## Required action
Determine how many lines in these records hold "completed". Only the number is wanted.

Collected data entries
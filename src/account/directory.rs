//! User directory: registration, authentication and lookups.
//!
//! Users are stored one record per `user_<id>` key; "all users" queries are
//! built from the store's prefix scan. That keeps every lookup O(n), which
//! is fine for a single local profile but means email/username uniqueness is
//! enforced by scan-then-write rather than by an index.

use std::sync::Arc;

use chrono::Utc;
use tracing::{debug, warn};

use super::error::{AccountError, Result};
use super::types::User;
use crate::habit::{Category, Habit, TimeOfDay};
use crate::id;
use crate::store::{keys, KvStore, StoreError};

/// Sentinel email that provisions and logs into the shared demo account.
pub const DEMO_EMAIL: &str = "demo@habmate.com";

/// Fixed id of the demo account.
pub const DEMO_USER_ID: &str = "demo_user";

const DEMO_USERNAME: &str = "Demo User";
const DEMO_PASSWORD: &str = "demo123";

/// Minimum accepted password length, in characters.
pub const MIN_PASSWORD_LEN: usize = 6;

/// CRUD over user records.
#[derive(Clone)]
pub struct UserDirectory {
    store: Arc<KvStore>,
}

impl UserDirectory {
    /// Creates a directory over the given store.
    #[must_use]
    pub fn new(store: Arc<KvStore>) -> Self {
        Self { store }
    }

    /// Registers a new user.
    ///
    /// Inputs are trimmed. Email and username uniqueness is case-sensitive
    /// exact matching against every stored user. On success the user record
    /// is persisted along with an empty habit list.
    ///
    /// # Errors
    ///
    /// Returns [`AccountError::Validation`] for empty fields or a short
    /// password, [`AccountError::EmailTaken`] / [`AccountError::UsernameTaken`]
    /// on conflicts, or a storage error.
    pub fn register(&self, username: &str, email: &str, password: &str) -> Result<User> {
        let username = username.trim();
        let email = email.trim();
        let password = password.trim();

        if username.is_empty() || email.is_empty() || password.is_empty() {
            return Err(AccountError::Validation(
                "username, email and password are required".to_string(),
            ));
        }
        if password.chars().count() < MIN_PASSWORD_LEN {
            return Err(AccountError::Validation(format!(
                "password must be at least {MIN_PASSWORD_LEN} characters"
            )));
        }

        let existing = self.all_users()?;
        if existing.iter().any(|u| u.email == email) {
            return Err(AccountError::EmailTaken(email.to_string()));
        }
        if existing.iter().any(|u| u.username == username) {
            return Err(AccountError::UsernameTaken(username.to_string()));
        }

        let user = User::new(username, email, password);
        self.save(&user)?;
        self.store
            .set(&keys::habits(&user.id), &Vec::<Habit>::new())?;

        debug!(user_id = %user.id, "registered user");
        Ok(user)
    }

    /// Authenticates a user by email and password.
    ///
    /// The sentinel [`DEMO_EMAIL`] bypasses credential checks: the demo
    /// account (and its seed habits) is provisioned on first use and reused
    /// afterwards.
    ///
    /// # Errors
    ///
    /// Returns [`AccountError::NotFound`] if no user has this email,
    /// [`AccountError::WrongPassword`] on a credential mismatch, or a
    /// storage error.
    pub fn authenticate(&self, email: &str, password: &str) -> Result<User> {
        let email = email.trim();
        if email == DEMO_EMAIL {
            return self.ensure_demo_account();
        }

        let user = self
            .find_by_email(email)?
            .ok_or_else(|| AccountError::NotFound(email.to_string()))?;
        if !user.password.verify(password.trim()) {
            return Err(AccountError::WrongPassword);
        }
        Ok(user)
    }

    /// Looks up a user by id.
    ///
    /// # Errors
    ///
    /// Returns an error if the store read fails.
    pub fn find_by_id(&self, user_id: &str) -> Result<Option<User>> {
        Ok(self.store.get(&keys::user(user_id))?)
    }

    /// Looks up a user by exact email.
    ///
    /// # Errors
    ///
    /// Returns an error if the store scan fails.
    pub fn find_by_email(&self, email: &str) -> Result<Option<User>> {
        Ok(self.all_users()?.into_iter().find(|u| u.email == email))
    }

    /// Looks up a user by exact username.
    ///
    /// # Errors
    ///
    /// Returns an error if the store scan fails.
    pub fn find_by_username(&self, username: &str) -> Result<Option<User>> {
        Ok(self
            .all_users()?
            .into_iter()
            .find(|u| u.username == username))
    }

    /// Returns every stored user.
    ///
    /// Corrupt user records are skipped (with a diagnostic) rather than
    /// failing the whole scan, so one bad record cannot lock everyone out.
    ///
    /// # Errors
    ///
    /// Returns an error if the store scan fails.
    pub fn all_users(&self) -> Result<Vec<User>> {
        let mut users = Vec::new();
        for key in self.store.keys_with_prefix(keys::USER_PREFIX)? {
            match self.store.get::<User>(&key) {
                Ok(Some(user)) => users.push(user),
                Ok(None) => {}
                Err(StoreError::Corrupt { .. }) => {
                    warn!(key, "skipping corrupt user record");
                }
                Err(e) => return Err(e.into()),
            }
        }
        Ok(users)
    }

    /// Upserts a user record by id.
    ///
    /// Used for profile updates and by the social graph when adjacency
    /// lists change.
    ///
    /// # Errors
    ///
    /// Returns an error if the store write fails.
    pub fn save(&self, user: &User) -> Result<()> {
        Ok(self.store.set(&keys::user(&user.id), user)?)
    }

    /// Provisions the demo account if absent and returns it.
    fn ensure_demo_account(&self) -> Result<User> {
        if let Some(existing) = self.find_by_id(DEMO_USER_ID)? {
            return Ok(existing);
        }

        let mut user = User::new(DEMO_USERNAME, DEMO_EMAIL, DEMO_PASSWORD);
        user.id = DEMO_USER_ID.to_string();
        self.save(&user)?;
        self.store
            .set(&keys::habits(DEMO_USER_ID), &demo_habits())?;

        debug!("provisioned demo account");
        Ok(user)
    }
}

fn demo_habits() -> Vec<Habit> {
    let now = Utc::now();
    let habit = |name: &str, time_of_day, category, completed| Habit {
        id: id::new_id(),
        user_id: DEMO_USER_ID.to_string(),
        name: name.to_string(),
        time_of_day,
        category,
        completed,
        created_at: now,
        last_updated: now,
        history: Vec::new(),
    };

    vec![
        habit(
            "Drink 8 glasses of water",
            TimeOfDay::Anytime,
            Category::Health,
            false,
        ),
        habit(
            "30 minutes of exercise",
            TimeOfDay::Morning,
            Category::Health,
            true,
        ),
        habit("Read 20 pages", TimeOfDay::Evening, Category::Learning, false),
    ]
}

## Worked solution
2